You may be surprised to learn that the answer is ‘not always’. This is especially the case when the joint owners of a bank or investment account are a parent and an adult child.
At my law office in the Kanata-Stittsville area of Ottawa, I met with Sharon. Her widowed mother had recently passed away after a brief illness. Her mother’s Will divided the estate equally between Sharon and her brother, Bill.
Unfortunately, a point of contention had arisen between the siblings. At issue were two bank accounts held jointly by Sharon and her mother. Bill was adamant that these two bank accounts should be treated as part of their mother’s estate. Sharon, on the other hand, claimed that because the bank accounts were held jointly, they automatically belonged to Sharon after their mother’s death.

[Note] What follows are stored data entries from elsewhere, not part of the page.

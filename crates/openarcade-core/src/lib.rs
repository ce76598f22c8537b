//! # openarcade-core
//!
//! Shared library for the OpenArcade configuration tools: the device data
//! model, the newline-delimited JSON line protocol, and the key translation
//! tables that bridge UI-facing input names and device-facing HID keycodes.
//!
//! This crate performs no I/O.  It has no dependency on serial ports, async
//! runtimes, or the file system, so everything here can be unit-tested on
//! any machine.
//!
//! # Architecture overview
//!
//! An OpenArcade controller exposes a small command/response protocol over a
//! serial link: one JSON object per line in each direction.  A configuration
//! client sends commands such as `set_mapping` and waits for `{"ok":true}`.
//!
//! - **`domain`** – The entities the protocol talks about: a [`Device`] with
//!   named [`Mode`]s, each mapping control IDs to a [`MappingEntry`], plus the
//!   per-device button layout.
//!
//! - **`keymap`** – USB HID keyboard usages ([`HidKeyCode`]) with their wire
//!   names (`HID_KEY_A`) and UI input names (`key_a`).
//!
//! - **`protocol`** – How lines travel: the [`LineFramer`] that cuts a byte
//!   stream into lines, and the codec that turns typed commands into JSON
//!   lines and response lines back into typed results.

pub mod domain;
pub mod keymap;
pub mod protocol;

pub use domain::device::{
    default_layout, AnalogConfig, AnalogDirection, Axis, Binding, Device, DeviceError, DeviceUi,
    InputKind, Layout, MappingEntry, Mode, StoreSnapshot, DEFAULT_ACTIVE_MODE, GAMEPAD_MODE,
    SCHEMA_VERSION,
};
pub use domain::layout::LayoutIndex;
pub use keymap::{build_binding, resolve_keycode, HidKeyCode, InputCatalog, TableCatalog};
pub use protocol::codec::{decode_response, encode_request, encode_response, CodecError};
pub use protocol::framer::LineFramer;
pub use protocol::messages::{Command, Request, Response};
pub use protocol::{RequestIdCounter, DEFAULT_BAUD_RATE};
//! Infrastructure layer: transports, the hardware backend, storage, and the
//! device emulator.
//!
//! **Dependency rule**: this layer may depend on `application` and
//! `openarcade_core`, but MUST NOT be imported by the `application` layer.

pub mod emulator;
pub mod hardware;
pub mod storage;
pub mod transport;
//! openarcade-config library entry point.
//!
//! Re-exports all public modules so that integration tests in `tests/`
//! and the binary entry point in `main.rs` share the same module tree.
//!
//! # What does openarcade-config do? (for beginners)
//!
//! An OpenArcade controller stores which key or gamepad button each of its
//! physical buttons emits.  This crate reads and changes that configuration:
//!
//! 1. Opens a link to the controller (a USB serial port).
//! 2. Sends newline-delimited JSON commands such as `set_mapping`.
//! 3. Matches each response line with the command that caused it.
//! 4. Hands typed [`Device`](openarcade_core::Device) records back to the
//!    caller.
//!
//! The same contract is also served from a local JSON file, so the
//! configurator can be used without a controller attached.

/// Application layer: the client contract and use cases.
pub mod application;

/// Infrastructure layer: transports, backends, storage, and the emulator.
pub mod infrastructure;

pub use application::config_client::{ConfigClient, ConfigError};
pub use application::map_button::{MapButtonUseCase, MappedButton};
pub use infrastructure::hardware::{ClientOptions, SerialConfigClient};
pub use infrastructure::storage::{DeviceStore, FileSlot, LocalConfigClient, MemorySlot};
pub use infrastructure::transport::{ByteTransport, DuplexTransport, SerialTransport};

As I explained to Sharon, jointly-held accounts could be considered part of their mother’s estate and that rather being the sole owner of those accounts, Sharon may be considered as to be holding the accounts as a resulting trust.
What is a resulting trust?
If someone transfers property to someone else for little or no value, the law presumes that the recipient holds the property in trust for the original owner or ‘transferor’. So, if Sharon’s mother, as sole owner of the bank accounts, contributed all the money to the accounts, the presumption would be that Sharon holds the accounts for the benefit of her mother. If a resulting trust exists, the money in the joint accounts are assets of her mother’s estate and are not Sharon’s.

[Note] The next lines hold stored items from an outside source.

//! OpenArcade configuration tool: entry point.
//!
//! A command-line front end over the [`ConfigClient`] contract.  Every
//! subcommand connects, issues one or two commands, prints the result and
//! disconnects.
//!
//! # Usage
//!
//! ```text
//! openarcade-config [OPTIONS] <COMMAND>
//!
//! Commands:
//!   ports                                  List serial ports
//!   ping                                   Check that the backend answers
//!   list                                   Print every device as JSON
//!   get        <DEVICE>                    Print one device as JSON
//!   keycodes   <DEVICE>                    Resolved HID usages of the active mode
//!   set-mapping <DEVICE> <MODE> <CONTROL> <KEYCODE>
//!   map-button <DEVICE> <MODE> <BUTTON> <KIND> <INPUT>
//!   set-mode   <DEVICE> <MODE>
//!   touch      <DEVICE>                    Refresh last_seen
//!   serve                                  Answer the protocol on a serial port
//!   config                                 Print (or save) the effective settings
//!
//! Options:
//!   --backend <serial|local|emulated>
//!   --port    <PATH>     Serial port, e.g. /dev/ttyACM0 or COM3
//!   --baud    <N>        Baud rate [default: 115200]
//!   --store   <PATH>     Device store file for the local/emulated backends
//!   --config  <FILE>     Settings file [default: platform config dir]
//! ```
//!
//! # Environment variable overrides
//!
//! | Variable               | Flag          |
//! |------------------------|---------------|
//! | `OPENARCADE_BACKEND`   | `--backend`   |
//! | `OPENARCADE_PORT`      | `--port`      |
//! | `OPENARCADE_BAUD`      | `--baud`      |
//! | `OPENARCADE_STORE`     | `--store`     |
//! | `OPENARCADE_CONFIG`    | `--config`    |
//! | `OPENARCADE_LOG_LEVEL` | `--log-level` |
//!
//! Flags win over the environment, which wins over the settings file.
//! `RUST_LOG` wins over everything for log filtering.

use std::path::PathBuf;
use std::sync::Arc;

use anyhow::{bail, Context};
use clap::{Parser, Subcommand, ValueEnum};
use tracing::{info, warn};
use tracing_subscriber::EnvFilter;

use openarcade_config::infrastructure::emulator::{serve_device, serve_stream};
use openarcade_config::infrastructure::storage::config::{
    config_file_path, load_config, load_config_from, save_config_to, AppConfig, Backend,
};
use openarcade_config::infrastructure::transport::{duplex::DEFAULT_CAPACITY, list_ports};
use openarcade_config::{
    ByteTransport, ClientOptions, ConfigClient, DeviceStore, DuplexTransport, FileSlot,
    LocalConfigClient, MapButtonUseCase, SerialConfigClient, SerialTransport,
};
use openarcade_core::keymap::resolve_keycode_str;
use openarcade_core::{InputKind, MappingEntry, TableCatalog};

// ── CLI argument definitions ──────────────────────────────────────────────────

/// Configure OpenArcade controllers over serial, or against a local store.
#[derive(Debug, Parser)]
#[command(name = "openarcade-config", version)]
struct Cli {
    /// Which backend answers the commands.
    #[arg(long, value_enum, env = "OPENARCADE_BACKEND")]
    backend: Option<BackendArg>,

    /// Serial port of the controller.  Defaults to the first USB serial port.
    #[arg(long, env = "OPENARCADE_PORT")]
    port: Option<String>,

    #[arg(long, env = "OPENARCADE_BAUD")]
    baud: Option<u32>,

    /// Device store file used by the local and emulated backends.
    #[arg(long, env = "OPENARCADE_STORE")]
    store: Option<PathBuf>,

    /// Settings file to load instead of the platform default.
    #[arg(long, env = "OPENARCADE_CONFIG")]
    config: Option<PathBuf>,

    #[arg(long, env = "OPENARCADE_LOG_LEVEL")]
    log_level: Option<String>,

    #[command(subcommand)]
    command: CliCommand,
}

#[derive(Debug, Clone, Copy, ValueEnum)]
enum BackendArg {
    Serial,
    Local,
    Emulated,
}

impl From<BackendArg> for Backend {
    fn from(arg: BackendArg) -> Self {
        match arg {
            BackendArg::Serial => Backend::Serial,
            BackendArg::Local => Backend::Local,
            BackendArg::Emulated => Backend::Emulated,
        }
    }
}

#[derive(Debug, Subcommand)]
enum CliCommand {
    /// List the serial ports present on this machine.
    Ports,
    /// Check that the backend answers.
    Ping,
    /// Print every known device as JSON.
    List,
    /// Print one device as JSON.
    Get { device: String },
    /// Print the HID usage each control emits in the active mode.
    Keycodes { device: String },
    /// Store a raw keycode (`HID_KEY_A`, `0x04` or `4`) for a control.
    SetMapping {
        device: String,
        mode: String,
        control: String,
        keycode: String,
    },
    /// Map a layout button to a keyboard, gamepad or analog input.
    MapButton {
        device: String,
        mode: String,
        button: String,
        kind: InputKind,
        input: String,
    },
    /// Make a mode the active one.
    SetMode { device: String, mode: String },
    /// Refresh a device's last-seen timestamp.
    Touch { device: String },
    /// Act as a controller: answer the protocol on a serial port from the
    /// device store until the link closes or Ctrl+C.
    Serve,
    /// Print the effective settings as TOML.
    Config {
        /// Also write them to the settings file.
        #[arg(long)]
        save: bool,
    },
}

impl Cli {
    /// Loads the settings file and layers the flags on top.
    fn resolve_config(&self) -> anyhow::Result<AppConfig> {
        let mut config = match &self.config {
            Some(path) => load_config_from(path)
                .with_context(|| format!("failed to load settings from {}", path.display()))?,
            None => load_config().unwrap_or_else(|e| {
                eprintln!("openarcade-config: using default settings ({e})");
                AppConfig::default()
            }),
        };

        if let Some(backend) = self.backend {
            config.client.backend = backend.into();
        }
        if let Some(port) = &self.port {
            config.serial.port = Some(port.clone());
        }
        if let Some(baud) = self.baud {
            config.serial.baud_rate = baud;
        }
        if let Some(store) = &self.store {
            config.local.store_path = Some(store.clone());
        }
        if let Some(level) = &self.log_level {
            config.logging.log_level = level.clone();
        }
        Ok(config)
    }
}

// ── Backend wiring ────────────────────────────────────────────────────────────

fn open_store(config: &AppConfig) -> anyhow::Result<DeviceStore> {
    let path = config
        .local
        .resolved_store_path()
        .context("no device store path; pass --store")?;
    info!("device store: {}", path.display());
    Ok(DeviceStore::open(Box::new(FileSlot::new(path))))
}

/// Builds the client the configuration asks for.
fn build_client(config: &AppConfig) -> anyhow::Result<Arc<dyn ConfigClient>> {
    let client: Arc<dyn ConfigClient> = match config.client.backend {
        Backend::Serial => {
            let transport =
                SerialTransport::new(config.serial.port.clone(), config.serial.baud_rate);
            Arc::new(SerialConfigClient::new(
                Arc::new(transport),
                ClientOptions::from(&config.serial),
            ))
        }
        Backend::Local => Arc::new(LocalConfigClient::new(
            open_store(config)?.into_shared(),
            config.local.default_device_id.clone(),
            config.local.simulated_latency(),
        )),
        Backend::Emulated => {
            let store = open_store(config)?.into_shared();
            let (transport, device_end) = DuplexTransport::pair(DEFAULT_CAPACITY);
            tokio::spawn(async move {
                if let Err(e) = serve_stream(device_end, store).await {
                    warn!("emulator stopped: {e}");
                }
            });
            Arc::new(SerialConfigClient::new(
                Arc::new(transport),
                ClientOptions::from(&config.serial),
            ))
        }
    };
    Ok(client)
}

/// Inputs offered by `map-button`.  Keyboard keys need no entry here.
fn input_catalog() -> TableCatalog {
    let buttons = [
        ("xb_button_a", "A Button"),
        ("xb_button_b", "B Button"),
        ("xb_button_x", "X Button"),
        ("xb_button_y", "Y Button"),
        ("xb_dpad_up", "D-Pad Up"),
        ("xb_dpad_down", "D-Pad Down"),
        ("xb_dpad_left", "D-Pad Left"),
        ("xb_dpad_right", "D-Pad Right"),
        ("xb_left_bumper", "Left Bumper (LB)"),
        ("xb_right_bumper", "Right Bumper (RB)"),
        ("xb_left_stick_button", "Left Stick Click"),
        ("xb_right_stick_button", "Right Stick Click"),
        ("xb_menu", "Menu (Start)"),
        ("xb_view", "View (Back)"),
        ("xb_home", "Home/Xbox"),
    ];
    let axes = [
        ("xb_left_trigger", "Left Trigger (LT)"),
        ("xb_right_trigger", "Right Trigger (RT)"),
        ("xb_left_stick_x", "Left Stick X-Axis"),
        ("xb_left_stick_y", "Left Stick Y-Axis"),
        ("xb_right_stick_x", "Right Stick X-Axis"),
        ("xb_right_stick_y", "Right Stick Y-Axis"),
    ];

    let catalog = buttons
        .into_iter()
        .fold(TableCatalog::new(), |c, (input, label)| {
            c.with(InputKind::Gamepad, input, label)
        });
    axes.into_iter().fold(catalog, |c, (input, label)| {
        c.with_analog(InputKind::Gamepad, input, label)
            .with(InputKind::Analog, input, label)
    })
}

fn print_json<T: serde::Serialize>(value: &T) -> anyhow::Result<()> {
    println!("{}", serde_json::to_string_pretty(value)?);
    Ok(())
}

// ── Subcommands ───────────────────────────────────────────────────────────────

async fn run_client_command(client: Arc<dyn ConfigClient>, command: CliCommand) -> anyhow::Result<()> {
    match command {
        CliCommand::Ping => {
            client.ping().await.context("ping failed")?;
            println!("pong");
        }
        CliCommand::List => {
            let devices = client.list_devices().await.context("list_devices failed")?;
            print_json(&devices)?;
        }
        CliCommand::Get { device } => {
            match client.get_device(&device).await.context("get_device failed")? {
                Some(found) => print_json(&found)?,
                None => bail!("device {device} not found"),
            }
        }
        CliCommand::Keycodes { device } => {
            let Some(found) = client.get_device(&device).await.context("get_device failed")? else {
                bail!("device {device} not found");
            };
            print_json(&found.active_keycodes())?;
        }
        CliCommand::SetMapping {
            device,
            mode,
            control,
            keycode,
        } => {
            if resolve_keycode_str(&keycode).is_none() {
                bail!("unknown keycode: {keycode}");
            }
            client
                .set_mapping(&device, &mode, &control, MappingEntry::Keycode(keycode))
                .await
                .context("set_mapping failed")?;
            println!("ok");
        }
        CliCommand::MapButton {
            device,
            mode,
            button,
            kind,
            input,
        } => {
            let use_case = MapButtonUseCase::new(Arc::clone(&client), Arc::new(input_catalog()));
            let mapped = use_case
                .map_button(&device, &mode, &button, kind, &input)
                .await
                .context("map_button failed")?;
            print_json(&mapped.binding)?;
            info!("{button} -> control {}", mapped.control_id);
        }
        CliCommand::SetMode { device, mode } => {
            client
                .set_active_mode(&device, &mode)
                .await
                .context("set_active_mode failed")?;
            println!("ok");
        }
        CliCommand::Touch { device } => {
            client.touch(&device).await.context("set_last_seen failed")?;
            println!("ok");
        }
        other => bail!("{other:?} does not talk to a backend"),
    }
    Ok(())
}

async fn serve(config: &AppConfig) -> anyhow::Result<()> {
    let store = open_store(config)?.into_shared();
    let transport = SerialTransport::new(config.serial.port.clone(), config.serial.baud_rate);
    let handle = transport.open().await.context("failed to open serial port")?;
    info!("serving device store on {}", handle.label);

    tokio::select! {
        result = serve_device(handle.reader, handle.writer, store) => {
            let served = result.context("serial link failed")?;
            info!("served {served} request(s)");
        }
        _ = tokio::signal::ctrl_c() => info!("Ctrl+C received, stopping"),
    }
    Ok(())
}

// ── Entry point ───────────────────────────────────────────────────────────────

#[tokio::main]
async fn main() -> anyhow::Result<()> {
    let cli = Cli::parse();
    let config = cli.resolve_config()?;

    // `RUST_LOG` wins; otherwise the configured level.  Logs go to stderr so
    // JSON on stdout stays parseable.
    tracing_subscriber::fmt()
        .with_env_filter(
            EnvFilter::try_from_default_env()
                .unwrap_or_else(|_| EnvFilter::new(&config.logging.log_level)),
        )
        .with_writer(std::io::stderr)
        .init();

    match cli.command {
        CliCommand::Ports => {
            for port in list_ports().context("failed to enumerate serial ports")? {
                let description = port.description.unwrap_or_default();
                println!("{}\t{}\t{}", port.name, port.kind, description);
            }
            Ok(())
        }
        CliCommand::Serve => serve(&config).await,
        CliCommand::Config { save } => {
            print!("{}", toml::to_string_pretty(&config)?);
            if save {
                let path = match &cli.config {
                    Some(path) => path.clone(),
                    None => config_file_path()?,
                };
                save_config_to(&config, &path)
                    .with_context(|| format!("failed to save settings to {}", path.display()))?;
                info!("settings saved to {}", path.display());
            }
            Ok(())
        }
        command => {
            let client = build_client(&config)?;
            client.connect().await.context("failed to connect")?;
            let result = run_client_command(Arc::clone(&client), command).await;
            if let Err(e) = client.disconnect().await {
                warn!("disconnect failed: {e}");
            }
            result
        }
    }
}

Is there anything I can do about this?
As I explained to Sharon, presumptions in the law are just that, presumptions. This means that they can be rebutted (or shown to be false). To do so, Sharon would have to provide evidence of her mother’s intention when she transferred the two accounts to their joint names. Did mom intend the accounts as gifts to Sharon upon her death? Or, were the accounts made joint to make it easier for Sharon to pay mom’s bills?
I cautioned Sharon that this presumption can apply to transfers made while her mother was alive. If Sharon made withdrawals from the accounts for her own use, she could be ordered to pay this money back. However, if her mother knew of the withdrawals and made no objections or in fact authorized her to make the withdrawals, they could be deemed to be gifts.
Caution for parents
If you are a parent and have transferred, or are considering transferring, any assets into joint names with your child, call 613.836.9915 or email [email protected] to make an appointment to meet with me at my Ottawa law office. We will review the risks and possible consequences of changing assets to joint ownership or of assets that you hold jointly with a child (or anyone else). We will also review how to properly document your intentions so that your wishes are carried out and your estate avoids or curtails the potential for costly litigation after your death.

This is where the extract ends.